== PROVIDED ENTRIES ==
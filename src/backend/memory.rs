//! In-process backend used for offline runs and tests

use super::{
    AuthCallback, AuthEvent, AuthService, AuthSubscription, Filter, FilterOp, RowQuery, RowService,
    Session,
};
use crate::error::{LinkSwipeError, Result};
use async_trait::async_trait;
use serde_json::Value;
use std::cmp::Ordering;
use std::collections::HashMap;
use std::sync::atomic::{AtomicBool, AtomicUsize, Ordering as AtomicOrdering};
use std::sync::{Arc, Mutex};
use tokio::sync::RwLock;
use tracing::debug;

/// Row service keeping tables as vectors of JSON objects
#[derive(Default)]
pub struct MemoryRowService {
    tables: RwLock<HashMap<String, Vec<Value>>>,
    fail_writes: AtomicBool,
    selects: AtomicUsize,
    access_token: Mutex<Option<String>>,
}

impl MemoryRowService {
    pub fn new() -> Self {
        Self::default()
    }

    /// Make every subsequent insert/update fail
    pub fn set_fail_writes(&self, fail: bool) {
        self.fail_writes.store(fail, AtomicOrdering::SeqCst);
    }

    /// Number of `select` calls served
    pub fn select_count(&self) -> usize {
        self.selects.load(AtomicOrdering::SeqCst)
    }

    /// Token most recently handed over by the session
    pub fn access_token(&self) -> Option<String> {
        self.access_token.lock().ok().and_then(|t| t.clone())
    }

    /// All rows of `table`
    pub async fn rows(&self, table: &str) -> Vec<Value> {
        let tables = self.tables.read().await;
        tables.get(table).cloned().unwrap_or_default()
    }

    fn check_writable(&self) -> Result<()> {
        if self.fail_writes.load(AtomicOrdering::SeqCst) {
            return Err(LinkSwipeError::Backend("writes are disabled".to_string()));
        }
        Ok(())
    }
}

/// Compare a row field with a filter value
fn compare(field: &Value, expected: &str) -> Option<Ordering> {
    match field {
        Value::String(s) => Some(s.as_str().cmp(expected)),
        Value::Number(n) => {
            let expected: f64 = expected.parse().ok()?;
            n.as_f64()?.partial_cmp(&expected)
        }
        Value::Bool(b) => {
            let expected: bool = expected.parse().ok()?;
            Some(b.cmp(&expected))
        }
        Value::Null => (expected == "null").then_some(Ordering::Equal),
        _ => None,
    }
}

fn matches(row: &Value, filter: &Filter) -> bool {
    let field = row.get(&filter.column).unwrap_or(&Value::Null);
    let ordering = compare(field, &filter.value);

    match filter.op {
        FilterOp::Eq => ordering == Some(Ordering::Equal),
        FilterOp::Neq => ordering != Some(Ordering::Equal),
        FilterOp::Gte => matches!(ordering, Some(Ordering::Greater | Ordering::Equal)),
        FilterOp::Lte => matches!(ordering, Some(Ordering::Less | Ordering::Equal)),
    }
}

fn sort_key_cmp(a: &Value, b: &Value) -> Ordering {
    match (a, b) {
        (Value::String(x), Value::String(y)) => x.cmp(y),
        (Value::Number(x), Value::Number(y)) => x
            .as_f64()
            .partial_cmp(&y.as_f64())
            .unwrap_or(Ordering::Equal),
        (Value::Null, Value::Null) => Ordering::Equal,
        (Value::Null, _) => Ordering::Less,
        (_, Value::Null) => Ordering::Greater,
        _ => Ordering::Equal,
    }
}

#[async_trait]
impl RowService for MemoryRowService {
    async fn select(&self, query: &RowQuery) -> Result<Vec<Value>> {
        self.selects.fetch_add(1, AtomicOrdering::SeqCst);

        let tables = self.tables.read().await;
        let mut rows: Vec<Value> = tables
            .get(&query.table)
            .map(|rows| {
                rows.iter()
                    .filter(|row| query.filters.iter().all(|f| matches(row, f)))
                    .cloned()
                    .collect()
            })
            .unwrap_or_default();

        if let Some(order) = &query.order {
            rows.sort_by(|a, b| {
                let ord = sort_key_cmp(
                    a.get(&order.column).unwrap_or(&Value::Null),
                    b.get(&order.column).unwrap_or(&Value::Null),
                );
                if order.descending {
                    ord.reverse()
                } else {
                    ord
                }
            });
        }

        if let Some(limit) = query.limit {
            rows.truncate(limit);
        }

        debug!("Selected {} rows from {}", rows.len(), query.table);
        Ok(rows)
    }

    async fn insert(&self, table: &str, row: Value) -> Result<Value> {
        self.check_writable()?;
        if !row.is_object() {
            return Err(LinkSwipeError::InvalidInput(format!(
                "row for {} must be an object",
                table
            )));
        }

        let mut tables = self.tables.write().await;
        tables.entry(table.to_string()).or_default().push(row.clone());
        Ok(row)
    }

    async fn update(&self, table: &str, filters: &[Filter], changes: Value) -> Result<Vec<Value>> {
        self.check_writable()?;
        let changes = match changes {
            Value::Object(map) => map,
            _ => {
                return Err(LinkSwipeError::InvalidInput(
                    "changes must be an object".to_string(),
                ))
            }
        };

        let mut tables = self.tables.write().await;
        let mut updated = Vec::new();

        if let Some(rows) = tables.get_mut(table) {
            for row in rows.iter_mut() {
                if !filters.iter().all(|f| matches(row, f)) {
                    continue;
                }
                if let Value::Object(fields) = row {
                    for (column, value) in &changes {
                        fields.insert(column.clone(), value.clone());
                    }
                }
                updated.push(row.clone());
            }
        }

        Ok(updated)
    }

    fn set_access_token(&self, token: Option<String>) {
        if let Ok(mut current) = self.access_token.lock() {
            *current = token;
        }
    }
}

type Listeners = HashMap<u64, Arc<AuthCallback>>;

/// Auth service holding one session in memory
#[derive(Clone, Default)]
pub struct MemoryAuthService {
    session: Arc<Mutex<Option<Session>>>,
    listeners: Arc<Mutex<Listeners>>,
    next_listener: Arc<AtomicUsize>,
}

impl MemoryAuthService {
    pub fn new() -> Self {
        Self::default()
    }

    /// Service that starts out signed in
    pub fn signed_in(session: Session) -> Self {
        let service = Self::default();
        if let Ok(mut current) = service.session.lock() {
            *current = Some(session);
        }
        service
    }

    pub fn sign_in(&self, session: Session) {
        self.set_session(Some(session), AuthEvent::SignedIn);
    }

    pub fn sign_out(&self) {
        self.set_session(None, AuthEvent::SignedOut);
    }

    /// Number of registered listeners
    pub fn listener_count(&self) -> usize {
        self.listeners.lock().map(|l| l.len()).unwrap_or(0)
    }

    fn set_session(&self, session: Option<Session>, event: AuthEvent) {
        if let Ok(mut current) = self.session.lock() {
            *current = session.clone();
        }

        // Call listeners outside the lock so they may query the service
        let listeners: Vec<Arc<AuthCallback>> = self
            .listeners
            .lock()
            .map(|l| l.values().cloned().collect())
            .unwrap_or_default();

        for listener in listeners {
            listener(event, session.clone());
        }
    }
}

#[async_trait]
impl AuthService for MemoryAuthService {
    async fn get_session(&self) -> Result<Option<Session>> {
        self.session
            .lock()
            .map(|s| s.clone())
            .map_err(|_| LinkSwipeError::Authentication("session lock poisoned".to_string()))
    }

    fn on_auth_state_change(&self, callback: AuthCallback) -> AuthSubscription {
        let id = self.next_listener.fetch_add(1, AtomicOrdering::SeqCst) as u64;
        if let Ok(mut listeners) = self.listeners.lock() {
            listeners.insert(id, Arc::new(callback));
        }

        let listeners = self.listeners.clone();
        AuthSubscription::new(move || {
            if let Ok(mut listeners) = listeners.lock() {
                listeners.remove(&id);
            }
        })
    }
}

#[cfg(test)]
mod tests {
    use super::*;
    use serde_json::json;

    #[tokio::test]
    async fn test_select_filter_order_limit() {
        let rows = MemoryRowService::new();
        for (id, user, at) in [
            ("1", "u1", "2024-01-01T00:00:00Z"),
            ("2", "u1", "2024-01-03T00:00:00Z"),
            ("3", "u2", "2024-01-02T00:00:00Z"),
            ("4", "u1", "2024-01-02T00:00:00Z"),
        ] {
            rows.insert("links", json!({"id": id, "user_id": user, "created_at": at}))
                .await
                .unwrap();
        }

        let query = RowQuery::table("links")
            .eq("user_id", "u1")
            .order_by("created_at", true)
            .limit(2);
        let result = rows.select(&query).await.unwrap();

        let ids: Vec<&str> = result.iter().map(|r| r["id"].as_str().unwrap()).collect();
        assert_eq!(ids, vec!["2", "4"]);
    }

    #[tokio::test]
    async fn test_select_missing_table_is_empty() {
        let rows = MemoryRowService::new();
        let result = rows.select(&RowQuery::table("links")).await.unwrap();
        assert!(result.is_empty());
    }

    #[tokio::test]
    async fn test_gte_filter_on_timestamps() {
        let rows = MemoryRowService::new();
        rows.insert("t", json!({"at": "2024-01-01T00:00:00Z"})).await.unwrap();
        rows.insert("t", json!({"at": "2024-01-05T00:00:00Z"})).await.unwrap();

        let result = rows
            .select(&RowQuery::table("t").gte("at", "2024-01-03T00:00:00Z"))
            .await
            .unwrap();
        assert_eq!(result.len(), 1);
    }

    #[tokio::test]
    async fn test_update_and_failing_writes() {
        let rows = MemoryRowService::new();
        rows.insert("t", json!({"id": 1, "n": 1})).await.unwrap();

        let updated = rows
            .update("t", &[Filter::new("id", FilterOp::Eq, 1)], json!({"n": 2}))
            .await
            .unwrap();
        assert_eq!(updated, vec![json!({"id": 1, "n": 2})]);

        rows.set_fail_writes(true);
        assert!(rows.insert("t", json!({"id": 2})).await.is_err());
    }

    #[tokio::test]
    async fn test_auth_listeners() {
        let auth = MemoryAuthService::new();
        let seen = Arc::new(Mutex::new(Vec::new()));
        let sink = seen.clone();

        let sub = auth.on_auth_state_change(Box::new(move |event, _| {
            sink.lock().unwrap().push(event);
        }));
        assert_eq!(auth.listener_count(), 1);

        auth.sign_in(Session {
            user_id: "u1".into(),
            access_token: "t".into(),
            expires_at: None,
        });
        assert_eq!(auth.get_session().await.unwrap().unwrap().user_id, "u1");

        drop(sub);
        assert_eq!(auth.listener_count(), 0);
        auth.sign_out();

        assert_eq!(*seen.lock().unwrap(), vec![AuthEvent::SignedIn]);
    }
}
===
### [EXERCISE DETAILS]
Copy the lines above that hold the word "expected".

### [ANSWER SECTION]
fn compare(field: &Value, expected: &str) -> Option<Ordering> {
        Value::String(s) => Some(s.as_str().cmp(expected)),
            let expected: f64 = expected.parse().ok()?;
            n.as_f64()?.partial_cmp(&expected)
            let expected: bool = expected.parse().ok()?;
            Some(b.cmp(&expected))
        Value::Null => (expected == "null").then_some(Ordering::Equal),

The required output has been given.